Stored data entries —
################
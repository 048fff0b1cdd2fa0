//! Occupancy / sleep state machine.
//!
//! Evaluated once per sample. Rule precedence is fixed: an empty bed beats
//! movement, and movement beats how long the occupant has been still.

mod state;

use std::time::{Duration, Instant};

use log::info;
use serde::Serialize;

use crate::db::Calibration;

pub use state::OccupancyState;

/// Thresholds for the state machine.
#[derive(Debug, Clone)]
pub struct DetectorConfig {
    /// Voltage below which the bed counts as empty.
    pub empty_threshold: f64,
    /// Variance above which the occupant counts as moving.
    pub movement_threshold: f64,
    /// Stillness required before the occupant counts as asleep.
    pub sleep_delay: Duration,
}

impl Default for DetectorConfig {
    fn default() -> Self {
        Self {
            empty_threshold: 0.8,
            movement_threshold: 0.05,
            sleep_delay: Duration::from_secs(60),
        }
    }
}

impl DetectorConfig {
    /// Seeds thresholds from a calibration: the bed is empty until the
    /// voltage clears the baseline by `empty_margin`.
    pub fn from_calibration(
        calibration: &Calibration,
        empty_margin: f64,
        sleep_delay: Duration,
    ) -> Self {
        Self {
            empty_threshold: calibration.baseline_voltage + empty_margin,
            movement_threshold: calibration.movement_threshold,
            sleep_delay,
        }
    }
}

#[derive(Debug, Clone, Copy, PartialEq)]
pub struct StateTransition {
    pub from: OccupancyState,
    pub to: OccupancyState,
    pub entered_at: Instant,
    pub previous_duration: Duration,
}

#[derive(Debug, Clone, Serialize)]
pub struct DetectorStats {
    pub state: OccupancyState,
    pub state_code: &'static str,
    pub time_in_state_secs: f64,
    pub time_since_movement_secs: f64,
    pub last_voltage: f64,
    pub last_variance: f64,
    pub is_occupied: bool,
    pub is_sleeping: bool,
}

pub struct SleepDetector {
    config: DetectorConfig,
    current: OccupancyState,
    state_entered_at: Instant,
    last_movement_at: Instant,
    last_voltage: f64,
    last_variance: f64,
    last_transition: Option<StateTransition>,
}

impl SleepDetector {
    pub fn new(config: DetectorConfig, now: Instant) -> Self {
        info!(
            "SleepDetector: empty < {:.3}V, movement > {:.3}, sleep after {}s still",
            config.empty_threshold,
            config.movement_threshold,
            config.sleep_delay.as_secs_f64()
        );

        Self {
            config,
            current: OccupancyState::Empty,
            state_entered_at: now,
            last_movement_at: now,
            last_voltage: 0.0,
            last_variance: 0.0,
            last_transition: None,
        }
    }

    pub fn config(&self) -> &DetectorConfig {
        &self.config
    }

    pub fn movement_threshold(&self) -> f64 {
        self.config.movement_threshold
    }

    pub fn update(&mut self, voltage: f64, variance: f64, now: Instant) -> OccupancyState {
        self.last_voltage = voltage;
        self.last_variance = variance;

        let next = if voltage < self.config.empty_threshold {
            self.last_movement_at = now;
            OccupancyState::Empty
        } else if variance > self.config.movement_threshold {
            self.last_movement_at = now;
            OccupancyState::Moving
        } else if now.saturating_duration_since(self.last_movement_at) > self.config.sleep_delay {
            OccupancyState::Asleep
        } else {
            OccupancyState::Awake
        };

        if next != self.current {
            let previous_duration = now.saturating_duration_since(self.state_entered_at);
            info!(
                "State change: {} -> {} (was {:.1}s in previous state)",
                self.current,
                next,
                previous_duration.as_secs_f64()
            );
            self.last_transition = Some(StateTransition {
                from: self.current,
                to: next,
                entered_at: now,
                previous_duration,
            });
            self.current = next;
            self.state_entered_at = now;
        }

        self.current
    }

    pub fn state(&self) -> OccupancyState {
        self.current
    }

    pub fn last_transition(&self) -> Option<StateTransition> {
        self.last_transition
    }

    pub fn time_in_state(&self, now: Instant) -> Duration {
        now.saturating_duration_since(self.state_entered_at)
    }

    pub fn time_since_last_movement(&self, now: Instant) -> Duration {
        now.saturating_duration_since(self.last_movement_at)
    }

    pub fn is_occupied(&self) -> bool {
        self.current != OccupancyState::Empty
    }

    pub fn is_sleeping(&self) -> bool {
        self.current == OccupancyState::Asleep
    }

    pub fn stats(&self, now: Instant) -> DetectorStats {
        DetectorStats {
            state: self.current,
            state_code: self.current.code(),
            time_in_state_secs: self.time_in_state(now).as_secs_f64(),
            time_since_movement_secs: self.time_since_last_movement(now).as_secs_f64(),
            last_voltage: self.last_voltage,
            last_variance: self.last_variance,
            is_occupied: self.is_occupied(),
            is_sleeping: self.is_sleeping(),
        }
    }

    pub fn reset(&mut self, now: Instant) {
        self.current = OccupancyState::Empty;
        self.state_entered_at = now;
        self.last_movement_at = now;
        self.last_transition = None;
        info!("SleepDetector reset");
    }
}

#[cfg(test)]
mod tests {
    use super::*;

    fn detector(now: Instant) -> SleepDetector {
        SleepDetector::new(
            DetectorConfig {
                empty_threshold: 1.0,
                movement_threshold: 0.05,
                sleep_delay: Duration::from_secs(3),
            },
            now,
        )
    }

    fn at(t0: Instant, millis: u64) -> Instant {
        t0 + Duration::from_millis(millis)
    }

    #[test]
    fn walks_through_a_night() {
        let t0 = Instant::now();
        let mut detector = detector(t0);

        let steps = [
            (0, 0.5, 0.01, OccupancyState::Empty),
            (1_000, 2.5, 0.08, OccupancyState::Moving),
            (2_000, 2.5, 0.02, OccupancyState::Awake),
            (5_500, 2.5, 0.02, OccupancyState::Asleep),
            (6_000, 2.5, 0.10, OccupancyState::Moving),
            (7_000, 0.6, 0.01, OccupancyState::Empty),
        ];

        for (offset, voltage, variance, expected) in steps {
            assert_eq!(detector.update(voltage, variance, at(t0, offset)), expected);
        }
    }

    #[test]
    fn emptiness_dominates_movement() {
        let t0 = Instant::now();
        let mut detector = detector(t0);
        assert_eq!(detector.update(0.2, 5.0, t0), OccupancyState::Empty);
    }

    #[test]
    fn stillness_must_exceed_delay() {
        let t0 = Instant::now();
        let mut detector = detector(t0);

        detector.update(2.5, 0.08, t0);
        assert_eq!(detector.update(2.5, 0.0, at(t0, 3_000)), OccupancyState::Awake);
        assert_eq!(detector.update(2.5, 0.0, at(t0, 3_001)), OccupancyState::Asleep);
        assert!(detector.is_sleeping());
        assert!(detector.is_occupied());
    }

    #[test]
    fn empty_bed_restarts_the_sleep_clock() {
        let t0 = Instant::now();
        let mut detector = detector(t0);

        detector.update(2.5, 0.0, t0);
        detector.update(0.1, 0.0, at(t0, 10_000));
        assert_eq!(detector.update(2.5, 0.0, at(t0, 11_000)), OccupancyState::Awake);
    }

    #[test]
    fn transitions_are_observable() {
        let t0 = Instant::now();
        let mut detector = detector(t0);
        assert!(detector.last_transition().is_none());

        detector.update(2.5, 0.2, at(t0, 1_500));
        let transition = detector.last_transition().unwrap();
        assert_eq!(transition.from, OccupancyState::Empty);
        assert_eq!(transition.to, OccupancyState::Moving);
        assert_eq!(transition.entered_at, at(t0, 1_500));
        assert_eq!(transition.previous_duration, Duration::from_millis(1_500));

        // no change, no new transition
        detector.update(2.5, 0.2, at(t0, 2_000));
        assert_eq!(detector.last_transition().unwrap().entered_at, at(t0, 1_500));
        assert_eq!(detector.time_in_state(at(t0, 2_500)), Duration::from_secs(1));
    }

    #[test]
    fn reset_returns_to_empty() {
        let t0 = Instant::now();
        let mut detector = detector(t0);
        detector.update(2.5, 0.2, t0);

        detector.reset(at(t0, 100));
        assert_eq!(detector.state(), OccupancyState::Empty);
        assert_eq!(detector.time_since_last_movement(at(t0, 600)), Duration::from_millis(500));

        let stats = detector.stats(at(t0, 600));
        assert_eq!(stats.state_code, "EMPTY");
        assert!(!stats.is_occupied);
    }

    #[test]
    fn thresholds_follow_calibration() {
        let calibration = Calibration {
            baseline_voltage: 0.5,
            occupied_threshold: 2.0,
            movement_threshold: 0.15,
            calibrated_at: chrono::Utc::now(),
        };
        let config = DetectorConfig::from_calibration(&calibration, 0.2, Duration::from_secs(60));

        assert!((config.empty_threshold - 0.7).abs() < 1e-9);
        assert_eq!(config.movement_threshold, 0.15);
    }
}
################
Assigned task — The lines above, starting at the one with "use crate::db::Calibration;" and ending at the one with "counts as asleep.", are the only ones to return, exactly as written.

Response box —
use crate::db::Calibration;

pub use state::OccupancyState;

/// Thresholds for the state machine.
#[derive(Debug, Clone)]
pub struct DetectorConfig {
    /// Voltage below which the bed counts as empty.
    pub empty_threshold: f64,
    /// Variance above which the occupant counts as moving.
    pub movement_threshold: f64,
    /// Stillness required before the occupant counts as asleep.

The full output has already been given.